ABOUT THIS EXERCISE -
The records below are to be written out again, exactly as they appear.
☆ ☆ ☆ ☆ ☆ ☆ ☆
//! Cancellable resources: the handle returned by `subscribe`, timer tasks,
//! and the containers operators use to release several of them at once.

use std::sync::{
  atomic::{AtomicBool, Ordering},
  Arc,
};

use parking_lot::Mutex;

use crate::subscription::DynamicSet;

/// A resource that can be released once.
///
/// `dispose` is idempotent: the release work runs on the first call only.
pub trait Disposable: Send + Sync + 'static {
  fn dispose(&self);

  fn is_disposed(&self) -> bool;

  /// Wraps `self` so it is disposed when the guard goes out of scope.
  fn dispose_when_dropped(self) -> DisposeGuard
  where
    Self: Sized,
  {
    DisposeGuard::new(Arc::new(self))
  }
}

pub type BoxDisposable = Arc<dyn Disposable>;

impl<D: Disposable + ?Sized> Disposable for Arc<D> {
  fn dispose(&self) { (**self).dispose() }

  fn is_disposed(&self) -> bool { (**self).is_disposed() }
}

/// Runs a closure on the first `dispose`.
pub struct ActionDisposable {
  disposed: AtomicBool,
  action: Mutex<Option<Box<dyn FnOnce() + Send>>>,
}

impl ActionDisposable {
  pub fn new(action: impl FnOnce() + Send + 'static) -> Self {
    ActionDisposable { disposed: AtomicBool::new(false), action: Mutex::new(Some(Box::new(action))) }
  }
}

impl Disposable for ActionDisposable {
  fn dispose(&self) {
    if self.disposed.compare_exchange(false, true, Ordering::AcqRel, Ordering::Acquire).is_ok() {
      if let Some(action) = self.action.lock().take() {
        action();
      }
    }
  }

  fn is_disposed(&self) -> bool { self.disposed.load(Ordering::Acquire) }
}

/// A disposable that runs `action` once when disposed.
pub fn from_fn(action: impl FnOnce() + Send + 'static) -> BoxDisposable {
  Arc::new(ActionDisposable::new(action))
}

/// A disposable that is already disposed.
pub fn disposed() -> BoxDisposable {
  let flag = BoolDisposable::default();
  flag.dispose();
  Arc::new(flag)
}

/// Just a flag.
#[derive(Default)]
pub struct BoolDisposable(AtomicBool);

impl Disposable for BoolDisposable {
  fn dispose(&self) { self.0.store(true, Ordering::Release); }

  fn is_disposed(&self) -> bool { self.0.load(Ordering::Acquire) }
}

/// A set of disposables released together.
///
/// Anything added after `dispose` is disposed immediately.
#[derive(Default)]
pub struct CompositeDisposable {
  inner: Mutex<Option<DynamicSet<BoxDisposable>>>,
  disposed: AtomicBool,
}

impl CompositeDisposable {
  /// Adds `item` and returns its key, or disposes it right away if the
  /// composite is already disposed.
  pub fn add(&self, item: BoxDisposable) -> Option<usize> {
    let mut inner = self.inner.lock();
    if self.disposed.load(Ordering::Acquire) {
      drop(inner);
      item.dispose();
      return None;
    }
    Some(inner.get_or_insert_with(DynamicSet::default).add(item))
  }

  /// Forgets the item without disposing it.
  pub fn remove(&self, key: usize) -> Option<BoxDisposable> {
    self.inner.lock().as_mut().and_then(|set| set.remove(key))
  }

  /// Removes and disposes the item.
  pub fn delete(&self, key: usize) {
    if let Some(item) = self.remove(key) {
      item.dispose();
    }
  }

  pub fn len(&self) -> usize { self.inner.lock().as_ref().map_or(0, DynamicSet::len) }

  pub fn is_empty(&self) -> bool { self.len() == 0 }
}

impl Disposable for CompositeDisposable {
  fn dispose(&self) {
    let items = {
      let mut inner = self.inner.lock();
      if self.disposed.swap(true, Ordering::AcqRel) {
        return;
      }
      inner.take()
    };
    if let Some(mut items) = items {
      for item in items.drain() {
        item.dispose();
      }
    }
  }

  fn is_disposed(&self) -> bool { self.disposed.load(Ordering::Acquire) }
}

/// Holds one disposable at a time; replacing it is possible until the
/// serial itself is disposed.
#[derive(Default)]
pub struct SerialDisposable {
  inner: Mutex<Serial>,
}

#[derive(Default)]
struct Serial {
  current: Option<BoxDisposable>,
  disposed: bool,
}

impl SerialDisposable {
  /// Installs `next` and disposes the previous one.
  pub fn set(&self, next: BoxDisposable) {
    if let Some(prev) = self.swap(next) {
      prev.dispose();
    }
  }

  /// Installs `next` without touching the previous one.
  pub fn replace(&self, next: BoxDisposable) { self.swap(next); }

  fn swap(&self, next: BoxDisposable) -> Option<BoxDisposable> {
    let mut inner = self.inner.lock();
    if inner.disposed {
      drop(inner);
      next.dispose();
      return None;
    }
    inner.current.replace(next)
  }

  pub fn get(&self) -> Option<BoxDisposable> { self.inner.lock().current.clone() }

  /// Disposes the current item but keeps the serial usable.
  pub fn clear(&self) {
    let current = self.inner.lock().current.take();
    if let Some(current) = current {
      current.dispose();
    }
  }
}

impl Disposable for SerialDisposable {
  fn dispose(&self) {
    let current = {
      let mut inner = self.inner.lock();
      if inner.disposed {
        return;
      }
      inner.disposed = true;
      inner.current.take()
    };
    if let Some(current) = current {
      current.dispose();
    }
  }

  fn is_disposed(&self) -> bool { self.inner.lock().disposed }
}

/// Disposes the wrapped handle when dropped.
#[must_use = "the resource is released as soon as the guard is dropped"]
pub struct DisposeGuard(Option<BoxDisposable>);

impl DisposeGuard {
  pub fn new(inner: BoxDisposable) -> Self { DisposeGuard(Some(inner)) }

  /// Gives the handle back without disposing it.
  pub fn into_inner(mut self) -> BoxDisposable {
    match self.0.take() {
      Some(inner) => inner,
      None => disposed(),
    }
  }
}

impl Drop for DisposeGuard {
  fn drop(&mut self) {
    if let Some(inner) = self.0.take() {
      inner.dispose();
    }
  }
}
☆ ☆ ☆ ☆ ☆ ☆ ☆
RESULT BELOW -
//! Cancellable resources: the handle returned by `subscribe`, timer tasks,
//! and the containers operators use to release several of them at once.

use std::sync::{
  atomic::{AtomicBool, Ordering},
  Arc,
};

use parking_lot::Mutex;

use crate::subscription::DynamicSet;

/// A resource that can be released once.
///
/// `dispose` is idempotent: the release work runs on the first call only.
pub trait Disposable: Send + Sync + 'static {
  fn dispose(&self);

  fn is_disposed(&self) -> bool;

  /// Wraps `self` so it is disposed when the guard goes out of scope.
  fn dispose_when_dropped(self) -> DisposeGuard
  where
    Self: Sized,
  {
    DisposeGuard::new(Arc::new(self))
  }
}

pub type BoxDisposable = Arc<dyn Disposable>;

impl<D: Disposable + ?Sized> Disposable for Arc<D> {
  fn dispose(&self) { (**self).dispose() }

  fn is_disposed(&self) -> bool { (**self).is_disposed() }
}

/// Runs a closure on the first `dispose`.
pub struct ActionDisposable {
  disposed: AtomicBool,
  action: Mutex<Option<Box<dyn FnOnce() + Send>>>,
}

impl ActionDisposable {
  pub fn new(action: impl FnOnce() + Send + 'static) -> Self {
    ActionDisposable { disposed: AtomicBool::new(false), action: Mutex::new(Some(Box::new(action))) }
  }
}

impl Disposable for ActionDisposable {
  fn dispose(&self) {
    if self.disposed.compare_exchange(false, true, Ordering::AcqRel, Ordering::Acquire).is_ok() {
      if let Some(action) = self.action.lock().take() {
        action();
      }
    }
  }

  fn is_disposed(&self) -> bool { self.disposed.load(Ordering::Acquire) }
}

/// A disposable that runs `action` once when disposed.
pub fn from_fn(action: impl FnOnce() + Send + 'static) -> BoxDisposable {
  Arc::new(ActionDisposable::new(action))
}

/// A disposable that is already disposed.
pub fn disposed() -> BoxDisposable {
  let flag = BoolDisposable::default();
  flag.dispose();
  Arc::new(flag)
}

/// Just a flag.
#[derive(Default)]
pub struct BoolDisposable(AtomicBool);

impl Disposable for BoolDisposable {
  fn dispose(&self) { self.0.store(true, Ordering::Release); }

  fn is_disposed(&self) -> bool { self.0.load(Ordering::Acquire) }
}

/// A set of disposables released together.
///
/// Anything added after `dispose` is disposed immediately.
#[derive(Default)]
pub struct CompositeDisposable {
  inner: Mutex<Option<DynamicSet<BoxDisposable>>>,
  disposed: AtomicBool,
}

impl CompositeDisposable {
  /// Adds `item` and returns its key, or disposes it right away if the
  /// composite is already disposed.
  pub fn add(&self, item: BoxDisposable) -> Option<usize> {
    let mut inner = self.inner.lock();
    if self.disposed.load(Ordering::Acquire) {
      drop(inner);
      item.dispose();
      return None;
    }
    Some(inner.get_or_insert_with(DynamicSet::default).add(item))
  }

  /// Forgets the item without disposing it.
  pub fn remove(&self, key: usize) -> Option<BoxDisposable> {
    self.inner.lock().as_mut().and_then(|set| set.remove(key))
  }

  /// Removes and disposes the item.
  pub fn delete(&self, key: usize) {
    if let Some(item) = self.remove(key) {
      item.dispose();
    }
  }

  pub fn len(&self) -> usize { self.inner.lock().as_ref().map_or(0, DynamicSet::len) }

  pub fn is_empty(&self) -> bool { self.len() == 0 }
}

impl Disposable for CompositeDisposable {
  fn dispose(&self) {
    let items = {
      let mut inner = self.inner.lock();
      if self.disposed.swap(true, Ordering::AcqRel) {
        return;
      }
      inner.take()
    };
    if let Some(mut items) = items {
      for item in items.drain() {
        item.dispose();
      }
    }
  }

  fn is_disposed(&self) -> bool { self.disposed.load(Ordering::Acquire) }
}

/// Holds one disposable at a time; replacing it is possible until the
/// serial itself is disposed.
#[derive(Default)]
pub struct SerialDisposable {
  inner: Mutex<Serial>,
}

#[derive(Default)]
struct Serial {
  current: Option<BoxDisposable>,
  disposed: bool,
}

impl SerialDisposable {
  /// Installs `next` and disposes the previous one.
  pub fn set(&self, next: BoxDisposable) {
    if let Some(prev) = self.swap(next) {
      prev.dispose();
    }
  }

  /// Installs `next` without touching the previous one.
  pub fn replace(&self, next: BoxDisposable) { self.swap(next); }

  fn swap(&self, next: BoxDisposable) -> Option<BoxDisposable> {
    let mut inner = self.inner.lock();
    if inner.disposed {
      drop(inner);
      next.dispose();
      return None;
    }
    inner.current.replace(next)
  }

  pub fn get(&self) -> Option<BoxDisposable> { self.inner.lock().current.clone() }

  /// Disposes the current item but keeps the serial usable.
  pub fn clear(&self) {
    let current = self.inner.lock().current.take();
    if let Some(current) = current {
      current.dispose();
    }
  }
}

impl Disposable for SerialDisposable {
  fn dispose(&self) {
    let current = {
      let mut inner = self.inner.lock();
      if inner.disposed {
        return;
      }
      inner.disposed = true;
      inner.current.take()
    };
    if let Some(current) = current {
      current.dispose();
    }
  }

  fn is_disposed(&self) -> bool { self.inner.lock().disposed }
}

/// Disposes the wrapped handle when dropped.
#[must_use = "the resource is released as soon as the guard is dropped"]
pub struct DisposeGuard(Option<BoxDisposable>);

impl DisposeGuard {
  pub fn new(inner: BoxDisposable) -> Self { DisposeGuard(Some(inner)) }

  /// Gives the handle back without disposing it.
  pub fn into_inner(mut self) -> BoxDisposable {
    match self.0.take() {
      Some(inner) => inner,
      None => disposed(),
    }
  }
}

impl Drop for DisposeGuard {
  fn drop(&mut self) {
    if let Some(inner) = self.0.take() {
      inner.dispose();
    }
  }
}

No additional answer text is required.